Neuraxial infusion in patients with chronic intractable cancer and noncancer pain.
Osenbach RK, Harvey S
Curr Pain Headache Rep. 2001;5(3):241.
Ever since the application in 1980 of morphine for spinal analgesia in patients with refractory cancer pain, spinal infusion therapy has become one of the cornerstones for the management of chronic, medically intractable pain. Initially, spinal infusion therapy was indicated only for patients with cancer pain that could not be adequately controlled with systemic narcotics. However, over the past decade, there has been a significant increase in the number of pumps implanted for the treatment of nonmalignant pain. Indeed, "benign" pain syndromes, particularly failed back surgery syndrome, are the most common indication for intrathecal opiates. As we have gained more experience with this therapy, it has become apparent that even intrathecal opiates, when administered in the long term, can be associated with problems such as tolerance, hyperalgesia, and other side effects.
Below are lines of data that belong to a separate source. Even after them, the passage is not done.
//! Data Loading and Management
//!
//! Handles loading the commander dataset (one JSON object keyed by commander
//! name) and the card metadata dump (one JSON card printing per line).
//!
//! Both datasets are loaded fully into memory before scoring and are read-only
//! afterwards. Missing or malformed per-commander fields degrade to empty
//! values instead of failing the run; only unreadable files and a top-level
//! commander document that is not a JSON object are errors.

use anyhow::{bail, Context, Result};
use chrono::NaiveDate;
use rustc_hash::FxHashMap;
use serde::de::DeserializeOwned;
use serde::{Deserialize, Deserializer};
use serde_json::Value;
use std::fs::{self, File};
use std::io::{BufRead, BufReader};
use std::path::Path;

// ============================================================================
// Color identity
// ============================================================================

/// Commander-format color identity as a 5-bit set over W, U, B, R, G
#[derive(Debug, Clone, Copy, Default, PartialEq, Eq, Hash, Deserialize)]
#[serde(from = "Vec<String>")]
pub struct ColorIdentity(u8);

impl ColorIdentity {
    pub const COLORLESS: ColorIdentity = ColorIdentity(0);

    const SYMBOLS: [(&'static str, u8); 5] =
        [("W", 1), ("U", 1 << 1), ("B", 1 << 2), ("R", 1 << 3), ("G", 1 << 4)];

    /// Build from color symbols; anything outside WUBRG is ignored
    pub fn from_symbols<I, S>(symbols: I) -> Self
    where
        I: IntoIterator<Item = S>,
        S: AsRef<str>,
    {
        let bits = symbols.into_iter().fold(0u8, |acc, symbol| {
            let symbol = symbol.as_ref().trim();
            let bit = Self::SYMBOLS
                .iter()
                .find(|(s, _)| s.eq_ignore_ascii_case(symbol))
                .map_or(0, |(_, b)| *b);
            acc | bit
        });
        ColorIdentity(bits)
    }

    pub fn intersection(self, other: ColorIdentity) -> ColorIdentity {
        ColorIdentity(self.0 & other.0)
    }

    /// True when every color of `self` is also in `other` (colorless fits anywhere)
    pub fn is_subset_of(self, other: ColorIdentity) -> bool {
        self.0 & !other.0 == 0
    }

    pub fn is_colorless(self) -> bool {
        self.0 == 0
    }

    pub fn len(self) -> usize {
        self.0.count_ones() as usize
    }

    pub fn symbols(self) -> Vec<&'static str> {
        Self::SYMBOLS
            .iter()
            .filter(|(_, bit)| self.0 & bit != 0)
            .map(|(s, _)| *s)
            .collect()
    }
}

impl From<Vec<String>> for ColorIdentity {
    fn from(symbols: Vec<String>) -> Self {
        ColorIdentity::from_symbols(symbols)
    }
}

// ============================================================================
// Commander dataset
// ============================================================================

/// One tribal theme and the number of decks built around it
#[derive(Debug, Clone, PartialEq, Deserialize)]
pub struct TribeCount {
    pub name: String,
    pub count: u64,
}

#[derive(Deserialize)]
struct CardRef {
    name: String,
}

/// Per-commander deck statistics and card lists
#[derive(Debug, Clone, Default, Deserialize)]
#[serde(default)]
pub struct CommanderRecord {
    pub deck_count: Option<u64>,
    pub rank: Option<i64>,
    pub color_identity: Vec<String>,
    /// Category name → ordered card names
    #[serde(deserialize_with = "deserialize_card_groups")]
    pub card_groups: FxHashMap<String, Vec<String>>,
    /// `None` when the record carries no `tribes` key
    pub tribes: Option<Vec<TribeCount>>,
}

fn deserialize_card_groups<'de, D>(
    deserializer: D,
) -> std::result::Result<FxHashMap<String, Vec<String>>, D::Error>
where
    D: Deserializer<'de>,
{
    let raw: Option<FxHashMap<String, Option<Vec<CardRef>>>> = Option::deserialize(deserializer)?;
    Ok(raw
        .unwrap_or_default()
        .into_iter()
        .map(|(category, cards)| {
            let names = cards
                .unwrap_or_default()
                .into_iter()
                .map(|card| card.name)
                .collect();
            (category, names)
        })
        .collect())
}

impl CommanderRecord {
    /// Parse one commander entry; `None` for null or empty records
    pub fn from_value(name: &str, value: &Value) -> Option<Self> {
        match value {
            Value::Null => return None,
            Value::Object(map) if map.is_empty() => return None,
            _ => {}
        }

        match serde_json::from_value::<CommanderRecord>(value.clone()) {
            Ok(record) => Some(record),
            Err(e) => {
                tracing::warn!(commander = name, error = %e, "Malformed commander record, salvaging fields");
                Some(Self::salvage(value))
            }
        }
    }

    /// Field-by-field parse that drops whatever does not decode
    fn salvage(value: &Value) -> Self {
        fn field<T: DeserializeOwned>(value: &Value, key: &str) -> Option<T> {
            value
                .get(key)
                .and_then(|v| serde_json::from_value(v.clone()).ok())
        }

        let card_groups = value
            .get("card_groups")
            .and_then(Value::as_object)
            .map(|groups| {
                groups
                    .iter()
                    .map(|(category, cards)| {
                        let names = cards
                            .as_array()
                            .map(|cards| {
                                cards
                                    .iter()
                                    .filter_map(|c| c.get("name").and_then(Value::as_str))
                                    .map(str::to_string)
                                    .collect()
                            })
                            .unwrap_or_default();
                        (category.clone(), names)
                    })
                    .collect()
            })
            .unwrap_or_default();

        let tribes = value.get("tribes").and_then(Value::as_array).map(|tribes| {
            tribes
                .iter()
                .filter_map(|t| serde_json::from_value::<TribeCount>(t.clone()).ok())
                .collect()
        });

        Self {
            deck_count: field(value, "deck_count"),
            rank: field(value, "rank"),
            color_identity: field::<Vec<Value>>(value, "color_identity")
                .map(|symbols| {
                    symbols
                        .iter()
                        .filter_map(|s| s.as_str().map(str::to_string))
                        .collect()
                })
                .unwrap_or_default(),
            card_groups,
            tribes,
        }
    }

    pub fn colors(&self) -> ColorIdentity {
        ColorIdentity::from_symbols(&self.color_identity)
    }

    /// Card names listed under `category`; empty when the category is missing
    pub fn cards(&self, category: &str) -> &[String] {
        self.card_groups
            .get(category)
            .map(Vec::as_slice)
            .unwrap_or(&[])
    }
}

/// All commanders in input order; null entries are kept so totals match the file
#[derive(Debug, Clone, Default)]
pub struct CommanderDataset {
    entries: Vec<(String, Option<CommanderRecord>)>,
    index: FxHashMap<String, usize>,
}

impl CommanderDataset {
    /// Load commander dataset from JSON file
    pub fn load(path: &Path) -> Result<Self> {
        tracing::info!("Loading commander data from {:?}", path);
        let contents = fs::read_to_string(path)
            .with_context(|| format!("Failed to read commander data: {:?}", path))?;

        let dataset = Self::from_json_str(&contents)
            .with_context(|| format!("Failed to parse commander data: {:?}", path))?;

        tracing::info!(
            "  Commanders: {} ({} with data)",
            dataset.len(),
            dataset.records().count()
        );
        Ok(dataset)
    }

    pub fn from_json_str(contents: &str) -> Result<Self> {
        let value: Value = serde_json::from_str(contents)?;
        let Value::Object(map) = value else {
            bail!("Commander data must be a JSON object keyed by commander name");
        };

        Ok(Self::from_entries(map.iter().map(|(name, value)| {
            (name.clone(), CommanderRecord::from_value(name, value))
        })))
    }

    pub fn from_entries<I>(entries: I) -> Self
    where
        I: IntoIterator<Item = (String, Option<CommanderRecord>)>,
    {
        let mut dataset = Self::default();
        for (name, record) in entries {
            match dataset.index.get(&name) {
                Some(&idx) => dataset.entries[idx].1 = record,
                None => {
                    dataset.index.insert(name.clone(), dataset.entries.len());
                    dataset.entries.push((name, record));
                }
            }
        }
        dataset
    }

    /// Number of entries, including commanders without data
    pub fn len(&self) -> usize {
        self.entries.len()
    }

    pub fn is_empty(&self) -> bool {
        self.entries.is_empty()
    }

    pub fn get(&self, name: &str) -> Option<&CommanderRecord> {
        self.index
            .get(name)
            .and_then(|&idx| self.entries[idx].1.as_ref())
    }

    /// Every entry in input order
    pub fn iter(&self) -> impl Iterator<Item = (&str, Option<&CommanderRecord>)> {
        self.entries
            .iter()
            .map(|(name, record)| (name.as_str(), record.as_ref()))
    }

    /// Entries that carry data, in input order
    pub fn records(&self) -> impl Iterator<Item = (&str, &CommanderRecord)> {
        self.entries
            .iter()
            .filter_map(|(name, record)| record.as_ref().map(|r| (name.as_str(), r)))
    }
}

// ============================================================================
// Card metadata
// ============================================================================

#[derive(Debug, Clone, Default, PartialEq, Deserialize)]
pub struct ImageUris {
    pub small: Option<String>,
    pub normal: Option<String>,
}

/// Metadata for one card name (merged across printings)
#[derive(Debug, Clone, Default, PartialEq)]
pub struct CardMetadata {
    pub color_identity: ColorIdentity,
    pub rarity: String,
    pub image_uris: ImageUris,
    pub edhrec_rank: Option<u64>,
    pub type_line: Option<String>,
    /// Earliest release date across all printings
    pub released_at: Option<NaiveDate>,
}

/// One printing as it appears in the card dump
#[derive(Deserialize)]
struct CardPrinting {
    name: String,
    #[serde(default)]
    color_identity: ColorIdentity,
    rarity: Option<String>,
    released_at: Option<String>,
    #[serde(default)]
    image_uris: Option<ImageUris>,
    edhrec_rank: Option<u64>,
    type_line: Option<String>,
}

/// Strip surrounding ASCII whitespace, then trailing commas
fn trim_printing_line(line: &[u8]) -> &[u8] {
    let start = line
        .iter()
        .position(|b| !b.is_ascii_whitespace())
        .unwrap_or(line.len());
    let end = line
        .iter()
        .rposition(|b| !b.is_ascii_whitespace())
        .map_or(start, |i| i + 1);
    let mut line = &line[start..end];
    while let [rest @ .., b','] = line {
        line = rest;
    }
    line
}

/// Card name → metadata, shared read-only across all comparisons
#[derive(Debug, Clone, Default)]
pub struct CardMetadataTable {
    cards: FxHashMap<String, CardMetadata>,
    skipped_lines: usize,
}

impl CardMetadataTable {
    /// Load card metadata from a newline-delimited JSON dump
    pub fn load(path: &Path) -> Result<Self> {
        tracing::info!("Loading card metadata from {:?}", path);
        let file = File::open(path)
            .with_context(|| format!("Failed to open card metadata: {:?}", path))?;

        let table = Self::from_reader(BufReader::new(file))
            .with_context(|| format!("Failed to read card metadata: {:?}", path))?;

        tracing::info!(
            "  Cards: {} ({} lines skipped)",
            table.len(),
            table.skipped_lines
        );
        Ok(table)
    }

    /// Parse printings line by line; lines that fail to decode are skipped
    ///
    /// Lines are read as raw bytes, so a line with invalid UTF-8 is skipped
    /// like any other undecodable line.
    pub fn from_reader<R: BufRead>(mut reader: R) -> Result<Self> {
        let mut table = Self::default();
        let mut release_dates: FxHashMap<String, NaiveDate> = FxHashMap::default();
        let mut buf = Vec::new();

        loop {
            buf.clear();
            if reader.read_until(b'\n', &mut buf)? == 0 {
                break;
            }
            // Array dumps put one printing per line with a trailing comma
            let trimmed = trim_printing_line(&buf);
            if trimmed.is_empty() {
                continue;
            }

            let printing: CardPrinting = match serde_json::from_slice(trimmed) {
                Ok(p) => p,
                Err(_) => {
                    table.skipped_lines += 1;
                    continue;
                }
            };

            if let Some(date) = printing
                .released_at
                .as_deref()
                .and_then(|d| NaiveDate::parse_from_str(d, "%Y-%m-%d").ok())
            {
                release_dates
                    .entry(printing.name.clone())
                    .and_modify(|earliest| *earliest = (*earliest).min(date))
                    .or_insert(date);
            }

            let image_uris = printing.image_uris.unwrap_or_default();
            let replace = match table.cards.get(&printing.name) {
                None => true,
                // Prefer a printing that has a normal-size image
                Some(existing) => existing.image_uris.normal.is_none() && image_uris.normal.is_some(),
            };

            if replace {
                table.cards.insert(
                    printing.name,
                    CardMetadata {
                        color_identity: printing.color_identity,
                        rarity: printing.rarity.unwrap_or_else(|| "common".to_string()),
                        image_uris,
                        edhrec_rank: printing.edhrec_rank,
                        type_line: printing.type_line,
                        released_at: None,
                    },
                );
            }
        }

        for (name, date) in release_dates {
            if let Some(card) = table.cards.get_mut(&name) {
                card.released_at = Some(date);
            }
        }

        Ok(table)
    }

    pub fn insert(&mut self, name: impl Into<String>, metadata: CardMetadata) {
        self.cards.insert(name.into(), metadata);
    }

    pub fn get(&self, name: &str) -> Option<&CardMetadata> {
        self.cards.get(name)
    }

    /// Color identity of a card; unknown cards count as colorless
    pub fn color_identity(&self, name: &str) -> ColorIdentity {
        self.cards
            .get(name)
            .map_or(ColorIdentity::COLORLESS, |c| c.color_identity)
    }

    pub fn len(&self) -> usize {
        self.cards.len()
    }

    pub fn is_empty(&self) -> bool {
        self.cards.is_empty()
    }

    /// Lines that could not be decoded during loading
    pub fn skipped_lines(&self) -> usize {
        self.skipped_lines
    }
}

impl FromIterator<(String, ColorIdentity)> for CardMetadataTable {
    fn from_iter<T: IntoIterator<Item = (String, ColorIdentity)>>(iter: T) -> Self {
        let mut table = Self::default();
        for (name, color_identity) in iter {
            table.insert(
                name,
                CardMetadata {
                    color_identity,
                    rarity: "common".to_string(),
                    ..Default::default()
                },
            );
        }
        table
    }
}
Consequently, long-term efficacy has not been as significant as had been hoped. Because of the difficulties associated with long-term intrathecal opiate therapy, much of the research, both basic and clinical, has focused on developing alternative nonopioid agents to be used either alone or in combination with opiates. Clinical trials have been and continue to be conducted to evaluate drugs such as clonidine, SNX-111, local anesthetics, baclofen, and many other less common agents to determine their efficacy andpotential toxicity for intrathecal therapy. This article reviews the agents developed as alternatives to intrathecal opiates.